However, this façade of feeling a false sense of connection to the wider world, is being manipulated by Facebook algorithms, which are incessantly working at personalizing our newsfeed. This phenomenon is driven by the invisible prediction engines, that ‘are constantly creating and refining a theory of who [we] are’ (Pariser 2011). The ‘like’ button is serving as its catalyst. As a result, we find ourselves in a filtered bubble, that will, according to Bozdag & van den Hoven (2015), ‘limit our freedom of choice’. Pariser (2011) once wrote that she had in fact tried to expand her political information horizon by adding people who were conservatives to her friends list, but Facebook’s algorithms had noticed that she ‘liked’ more links from her progressive friends and consequently, did not grant her new friends a space in her Top News Feed. The filter bubble was subtly altering the way she perceived the world.

While we think that our newsfeed reflects a diverse range of information, that happens to tie in with our own set of beliefs, we are, in fact, simply being fooled by our own custom tailored world. According to a study in Huffington Post ‘the algorithm suppresses the diversity of the content you see in your feed by occasionally hiding items that you may disagree with and letting through the ones you are likely to agree with’. If ‘what you click in the past determines what you see next’ (Pariser 2011) then once I had shown interest in Bernie Sanders, Facebook would jump at my service and present me with all the information I want to see and hear about him. In theory, this makes my researching process much easier. In reality, however, it isolates me.

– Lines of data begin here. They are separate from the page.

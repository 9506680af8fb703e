// This Source Code Form is subject to the terms of the Mozilla Public
// License, v. 2.0. If a copy of the MPL was not distributed with this
// file, You can obtain one at https://mozilla.org/MPL/2.0/.

use crate::context::{ImportContext, ParsedLine};
use crate::grammar::Record;
use e2k_model::Result;

/// Program information and controls
pub fn import_header(ctx: &mut ImportContext<'_>, lines: &[ParsedLine<'_>]) -> Result<()> {
    let metadata = &mut ctx.model.metadata;
    for line in lines {
        match &line.record {
            Record::Program { name, version } => {
                metadata.program = name.clone();
                if let Some(version) = version {
                    metadata.version = version.clone();
                }
            }
            Record::Units(units) => metadata.units = units.clone(),
            // TITLE2 is a continuation; the first title is kept
            Record::Title(title) if metadata.title.is_none() => {
                metadata.title = Some(title.clone());
            }
            _ => {}
        }
    }
    Ok(())
}

#[cfg(test)]
mod tests {
    use super::*;
    use crate::grammar::parse_record;
    use crate::ImportConfig;
    use e2k_model::SectionKind;

    #[test]
    fn test_header_fills_metadata() {
        let texts = [
            (SectionKind::ProgramInformation, "PROGRAM  \"ETABS\"  VERSION \"9.7.4\""),
            (SectionKind::Controls, "UNITS  \"KN\"  \"M\"  \"C\""),
            (SectionKind::Controls, "TITLE1  \"Office tower\""),
            (SectionKind::Controls, "TITLE2  \"Scheme B\""),
        ];
        let lines: Vec<ParsedLine> = texts
            .iter()
            .enumerate()
            .map(|(i, (section, text))| ParsedLine {
                section: *section,
                number: i + 1,
                text,
                record: parse_record(*section, text).unwrap(),
            })
            .collect();

        let config = ImportConfig::default();
        let mut ctx = ImportContext::new(&config);
        import_header(&mut ctx, &lines).unwrap();
        let metadata = &ctx.model.metadata;
        assert_eq!(metadata.units.length, "M");
        assert_eq!(metadata.title.as_deref(), Some("Office tower"));
        assert_eq!(metadata.version, "9.7.4");
    }
}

While the algorithms blatantly filter out ‘miscellaneous noises’, leaving us with only a limited pool of available information, we are faced with relentlessly mutually reinforced perspectives. By effectively creating these islands, ‘flamboyant noises’ will instead become louder with each ‘like’, fostering ‘confirmation bias, segregation and polarization’. Surrendering to the wicked workings of the echo chamber, held in place by the non-transparent filter bubble, ideological views can, thus, become entrenched. In The Conversation (2014) I read that the ‘mere discussion of political matters in your chosen sources can shift the position of the entire reader population towards a more radical standpoint’. If this is the case, I had to ask myself, whether I was actually such a radical, anti-Hillary Bernie supporter due to my autonomous judgement or whether I was ‘tricked’ by Facebook in becoming one. After all, in my own partisan news chambers my viewpoints on Bernie Sanders were rarely opposed. The Bernie tribe sticks together, you know.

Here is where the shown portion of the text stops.